Required action
Nothing but a full, exact copy of the data is needed.

[Stored items]
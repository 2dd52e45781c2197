pub mod sampling;
pub mod table;
pub mod variable;

pub use sampling::{DEFAULT_SEED, sample_indices};
pub use table::{Column, DataTable};
pub use variable::{Categorical, Category, Variable};
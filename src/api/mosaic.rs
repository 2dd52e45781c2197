use image::RgbImage;

use crate::api::grid::{DEFAULT_GRID_IMAGE_SIZE, images_to_grid};
use crate::api::{Plotter, SortKey};
use crate::core::ImageSize;
use crate::data::DataTable;
use crate::error::MosaicResult;
use crate::io::ImageSource;
use crate::render::{Color, PlotFrame, PlotKind, Renderer};

/// Grid without padding between tiles.
pub fn images_to_mosaic(images: &[RgbImage], background: Color) -> MosaicResult<RgbImage> {
    images_to_grid(images, 0, background)
}

#[derive(Debug, Clone, PartialEq)]
pub struct MosaicOptions {
    pub images: ImageSource,
    pub sort_by: Option<SortKey>,
    pub image_size: Option<ImageSize>,
}

impl Default for MosaicOptions {
    fn default() -> Self {
        Self {
            images: ImageSource::default(),
            sort_by: None,
            image_size: Some(ImageSize::square(DEFAULT_GRID_IMAGE_SIZE)),
        }
    }
}

impl MosaicOptions {
    #[must_use]
    pub fn new() -> Self {
        Self::default()
    }

    #[must_use]
    pub fn with_images(mut self, images: impl Into<ImageSource>) -> Self {
        self.images = images.into();
        self
    }

    #[must_use]
    pub fn with_sort_by(mut self, sort_by: impl Into<SortKey>) -> Self {
        self.sort_by = Some(sort_by.into());
        self
    }

    #[must_use]
    pub fn with_image_size(mut self, image_size: ImageSize) -> Self {
        self.image_size = Some(image_size);
        self
    }

    #[must_use]
    pub fn without_resize(mut self) -> Self {
        self.image_size = None;
        self
    }
}

impl<R: Renderer> Plotter<R> {
    /// Tiles the images edge to edge, optionally ordered by `sort_by`.
    pub fn mosaic_plot(
        &mut self,
        data: Option<&DataTable>,
        options: MosaicOptions,
    ) -> MosaicResult<PlotFrame> {
        let image = self.sorted_grid(
            data,
            &options.images,
            options.sort_by.as_ref(),
            options.image_size,
            0,
        )?;
        self.present(PlotFrame::new(PlotKind::Mosaic, image))
    }
}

Task response
repository 2dd52e45781c2197
pub mod sampling;
pub mod table;
pub mod variable;

pub use sampling::{DEFAULT_SEED, sample_indices};
pub use table::{Column, DataTable};
pub use variable::{Categorical, Category, Variable};
filename src/api/mosaic.rs
repository 2dd52e45781c2197
use image::RgbImage;

use crate::api::grid::{DEFAULT_GRID_IMAGE_SIZE, images_to_grid};
use crate::api::{Plotter, SortKey};
use crate::core::ImageSize;
use crate::data::DataTable;
use crate::error::MosaicResult;
use crate::io::ImageSource;
use crate::render::{Color, PlotFrame, PlotKind, Renderer};

/// Grid without padding between tiles.
pub fn images_to_mosaic(images: &[RgbImage], background: Color) -> MosaicResult<RgbImage> {
    images_to_grid(images, 0, background)
}

#[derive(Debug, Clone, PartialEq)]
pub struct MosaicOptions {
    pub images: ImageSource,
    pub sort_by: Option<SortKey>,
    pub image_size: Option<ImageSize>,
}

impl Default for MosaicOptions {
    fn default() -> Self {
        Self {
            images: ImageSource::default(),
            sort_by: None,
            image_size: Some(ImageSize::square(DEFAULT_GRID_IMAGE_SIZE)),
        }
    }
}

impl MosaicOptions {
    #[must_use]
    pub fn new() -> Self {
        Self::default()
    }

    #[must_use]
    pub fn with_images(mut self, images: impl Into<ImageSource>) -> Self {
        self.images = images.into();
        self
    }

    #[must_use]
    pub fn with_sort_by(mut self, sort_by: impl Into<SortKey>) -> Self {
        self.sort_by = Some(sort_by.into());
        self
    }

    #[must_use]
    pub fn with_image_size(mut self, image_size: ImageSize) -> Self {
        self.image_size = Some(image_size);
        self
    }

    #[must_use]
    pub fn without_resize(mut self) -> Self {
        self.image_size = None;
        self
    }
}

impl<R: Renderer> Plotter<R> {
    /// Tiles the images edge to edge, optionally ordered by `sort_by`.
    pub fn mosaic_plot(
        &mut self,
        data: Option<&DataTable>,
        options: MosaicOptions,
    ) -> MosaicResult<PlotFrame> {
        let image = self.sorted_grid(
            data,
            &options.images,
            options.sort_by.as_ref(),
            options.image_size,
            0,
        )?;
        self.present(PlotFrame::new(PlotKind::Mosaic, image))
    }
}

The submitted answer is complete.